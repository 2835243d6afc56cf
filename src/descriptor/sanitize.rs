use crate::dom::node::{NodeId, NodeKind, Page};

pub const SVG_PLACEHOLDER: &str = "<svg>...</svg>";

const ALLOWED_ATTRIBUTES: [&str; 10] = [
    "role", "type", "class", "href", "alt", "title", "readonly", "checked", "enabled", "disabled",
];
const KEEP_WHEN_EMPTY: [&str; 5] = ["i", "span", "svg", "button", "input"];
const VOID_ELEMENTS: [&str; 13] = [
    "area", "base", "br", "col", "embed", "hr", "img", "input", "link", "meta", "source", "track", "wbr",
];
const SKIPPED_ELEMENTS: [&str; 3] = ["script", "style", "template"];

fn is_test_id(name: &str) -> bool {
    let name = name.replace(['-', '_'], "");
    name.ends_with("testid") || name == "datatest" || name == "datacy" || name == "dataqa"
}

pub fn attribute_allowed(name: &str, value: &str) -> bool {
    ALLOWED_ATTRIBUTES.contains(&name)
        || is_test_id(name)
        || (name.starts_with("data-") && !value.is_empty())
}

/// Outer HTML of `element` reduced to semantic attributes, with SVG bodies
/// collapsed and empty presentational leaves removed.
pub fn sanitize_html(page: &Page, element: NodeId) -> String {
    render(page, element, true).unwrap_or_default()
}

fn render(page: &Page, node: NodeId, is_root: bool) -> Option<String> {
    match page.node(node).kind() {
        NodeKind::Text(text) => {
            let collapsed = text.split_whitespace().collect::<Vec<_>>().join(" ");
            if collapsed.is_empty() {
                None
            } else {
                Some(escape_text(&collapsed))
            }
        }
        NodeKind::Element(data) => {
            let tag = data.tag_name.as_str();
            if tag == "svg" {
                return Some(SVG_PLACEHOLDER.to_string());
            }
            if SKIPPED_ELEMENTS.contains(&tag) && !is_root {
                return None;
            }

            let attributes: Vec<String> = data
                .attributes
                .iter()
                .filter(|(name, value)| attribute_allowed(name, value))
                .map(|(name, value)| {
                    if value.is_empty() {
                        name.clone()
                    } else {
                        format!("{}=\"{}\"", name, escape_attribute(value))
                    }
                })
                .collect();
            let inner: String = page
                .children(node)
                .iter()
                .filter_map(|child| render(page, *child, false))
                .collect::<Vec<_>>()
                .join("");

            if !is_root && inner.is_empty() && attributes.is_empty() && !KEEP_WHEN_EMPTY.contains(&tag) {
                return None;
            }

            let open = if attributes.is_empty() {
                format!("<{}>", tag)
            } else {
                format!("<{} {}>", tag, attributes.join(" "))
            };
            if VOID_ELEMENTS.contains(&tag) {
                Some(open)
            } else {
                Some(format!("{}{}</{}>", open, inner, tag))
            }
        }
        _ => None,
    }
}

fn escape_text(text: &str) -> String {
    text.replace('&', "&amp;").replace('<', "&lt;").replace('>', "&gt;")
}

fn escape_attribute(value: &str) -> String {
    value.replace('&', "&amp;").replace('"', "&quot;")
}

#[cfg(test)]
mod tests {
    use super::*;

    fn sanitize(html: &str, id: &str) -> String {
        let page = Page::from_html(html, "https://app.example/");
        let element = page.get_element_by_id(page.root(), id).unwrap();
        sanitize_html(&page, element)
    }

    #[test]
    fn strips_attributes_outside_the_allow_list() {
        let html = sanitize(
            r#"<button id="buy" class="btn" style="color:red" onclick="buy()" data-testid="buy-btn" data-empty="" aria-label="Buy">Buy now</button>"#,
            "buy",
        );
        assert_eq!(html, r#"<button class="btn" data-testid="buy-btn">Buy now</button>"#);
    }

    #[test]
    fn keeps_attributes_in_source_order() {
        let html = sanitize(
            r#"<a id="help" title="Help" role="link" href="/help" class="nav" type="text/html" data-section="faq">Help</a>"#,
            "help",
        );
        assert_eq!(
            html,
            r#"<a title="Help" role="link" href="/help" class="nav" type="text/html" data-section="faq">Help</a>"#
        );
    }

    #[test]
    fn collapses_svg_and_prunes_empty_wrappers() {
        let html = sanitize(
            r#"<a id="cart" href="/cart"><div><div></div></div><svg viewBox="0 0 10 10"><path d="M0 0"></path></svg><i></i><img alt="cart"> Cart</a>"#,
            "cart",
        );
        assert_eq!(html, r#"<a href="/cart"><svg>...</svg><i></i><img alt="cart">Cart</a>"#);
    }

    #[test]
    fn escapes_text_and_attribute_values() {
        let html = sanitize(r#"<span id="s" title="a &quot;b&quot;">1 &lt; 2</span>"#, "s");
        assert_eq!(html, r#"<span title="a &quot;b&quot;">1 &lt; 2</span>"#);
    }
}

####################

INSTRUCTIONS TO FOLLOW:
Where a line of the data contains the string "const", include it in a count, and state that count alone.

FINISHED EXERCISE:
5